[Study material Boundary: Start]

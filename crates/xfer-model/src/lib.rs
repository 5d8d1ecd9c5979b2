pub mod error;
pub mod metadata;
pub mod naming;
pub mod source;
pub mod table;

pub use error::{ModelError, Result};
pub use metadata::{AttributeRef, Entity, EntityAttribute, EntityRef};
pub use naming::{EvaluationContext, NamingService, QuotedNaming, quote_identifier};
pub use source::{SourceField, SourceFields, normalize_name};
pub use table::{TableColumn, TableEntity};
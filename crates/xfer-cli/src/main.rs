//! Transfer mapping planner CLI.

use clap::{ColorChoice, Parser};
use std::io::{self, IsTerminal};
use tracing::level_filters::LevelFilter;
use xfer_cli::logging::{LogConfig, LogFormat, init_logging};

mod cli;
mod commands;
mod summary;

use crate::cli::{Cli, Command, LogFormatArg, LogLevelArg};
use crate::commands::{run_plan, run_types};
use crate::summary::print_plan;

fn main() {
    let cli = Cli::parse();
    cli.color.write_global();
    let log_config = log_config_from_cli(&cli);
    if let Err(error) = init_logging(&log_config) {
        eprintln!("error: failed to initialize logging: {error}");
        std::process::exit(1);
    }
    let exit_code = match cli.command {
        Command::Plan(args) => match run_plan(&args) {
            Ok(plan) => match print_plan(&plan, args.format) {
                Ok(()) => {
                    if plan.is_complete() { 0 } else { 1 }
                }
                Err(error) => {
                    eprintln!("error: {error:#}");
                    1
                }
            },
            Err(error) => {
                eprintln!("error: {error:#}");
                1
            }
        },
        Command::Types => match run_types() {
            Ok(()) => 0,
            Err(error) => {
                eprintln!("error: {error:#}");
                1
            }
        },
    };
    std::process::exit(exit_code);
}

/// Build logging configuration from CLI flags with consistent precedence.
fn log_config_from_cli(cli: &Cli) -> LogConfig {
    let mut config = LogConfig {
        level_filter: cli.verbosity.tracing_level_filter(),
        ..LogConfig::default()
    };
    config.use_env_filter = !(cli.verbosity.is_present() || cli.log_level.is_some());
    if let Some(level) = cli.log_level {
        config.level_filter = match level {
            LogLevelArg::Error => LevelFilter::ERROR,
            LogLevelArg::Warn => LevelFilter::WARN,
            LogLevelArg::Info => LevelFilter::INFO,
            LogLevelArg::Debug => LevelFilter::DEBUG,
            LogLevelArg::Trace => LevelFilter::TRACE,
        };
    }
    config.format = match cli.log_format {
        LogFormatArg::Pretty => LogFormat::Pretty,
        LogFormatArg::Compact => LogFormat::Compact,
        LogFormatArg::Json => LogFormat::Json,
    };
    config.log_file = cli.log_file.clone();
    config.with_ansi = match cli.color.color {
        ColorChoice::Always => true,
        ColorChoice::Never => false,
        ColorChoice::Auto => cli.log_file.is_none() && io::stderr().is_terminal(),
    };
    config
}
//! Target attribute mapping for stream transfers.
//!
//! Tracks, per target entity, how each attribute is fed when rows from an
//! incoming stream are transferred: imported from a source field, filled
//! with a literal default, or skipped. The state is session-scoped and
//! purely in memory.
//!
//! # Example
//!
//! ```
//! use xfer_map::{MappingType, TransferMappingSet};
//! use xfer_model::TableEntity;
//!
//! let table = TableEntity::parse_path("PUBLIC.CUSTOMERS")
//!     .unwrap()
//!     .with_column_names(["ID", "NAME"])
//!     .unwrap();
//! let attributes = table.attributes();
//! let entity = table.into_ref();
//!
//! let mut set = TransferMappingSet::new();
//! let mapping = set.get_or_create_entity_mapping(&entity);
//! assert_eq!(mapping.entity_name(), "\"PUBLIC\".\"CUSTOMERS\"");
//!
//! mapping
//!     .get_or_create_attribute_mapping(&attributes[0])
//!     .set_mapping_type(MappingType::Skip);
//! assert!(mapping.is_complete());
//!
//! mapping.get_or_create_attribute_mapping(&attributes[1]);
//! assert!(!mapping.is_complete());
//! ```

mod attribute;
mod bind;
mod entity;
mod error;
mod set;
mod settings;
mod snapshot;
mod types;

pub use attribute::{AttributeMapping, UNRESOLVED_SOURCE_INDEX};
pub use bind::{AutoBindOptions, resolve_source};
pub use entity::{EntityMapping, MappingSummary};
pub use error::{MappingError, Result};
pub use set::TransferMappingSet;
pub use settings::{SettingsSection, TransferSettings};
pub use snapshot::{AttributeMappingRecord, EntityMappingSnapshot, ToSnapshot};
pub use types::MappingType;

[Study material Boundary: End]

_Task description_. Nothing but the lines from the first line of the data through the line with "std::process::exit(1);" should be returned, exactly as they appear, both ends included.

_Reply to the exercise_.
filename crates/xfer-model/src/lib.rs
repository 5d8d1ecd9c5979b2
pub mod error;
pub mod metadata;
pub mod naming;
pub mod source;
pub mod table;

pub use error::{ModelError, Result};
pub use metadata::{AttributeRef, Entity, EntityAttribute, EntityRef};
pub use naming::{EvaluationContext, NamingService, QuotedNaming, quote_identifier};
pub use source::{SourceField, SourceFields, normalize_name};
pub use table::{TableColumn, TableEntity};
filename crates/xfer-cli/src/main.rs
//! Transfer mapping planner CLI.

use clap::{ColorChoice, Parser};
use std::io::{self, IsTerminal};
use tracing::level_filters::LevelFilter;
use xfer_cli::logging::{LogConfig, LogFormat, init_logging};

mod cli;
mod commands;
mod summary;

use crate::cli::{Cli, Command, LogFormatArg, LogLevelArg};
use crate::commands::{run_plan, run_types};
use crate::summary::print_plan;

fn main() {
    let cli = Cli::parse();
    cli.color.write_global();
    let log_config = log_config_from_cli(&cli);
    if let Err(error) = init_logging(&log_config) {
        eprintln!("error: failed to initialize logging: {error}");
        std::process::exit(1);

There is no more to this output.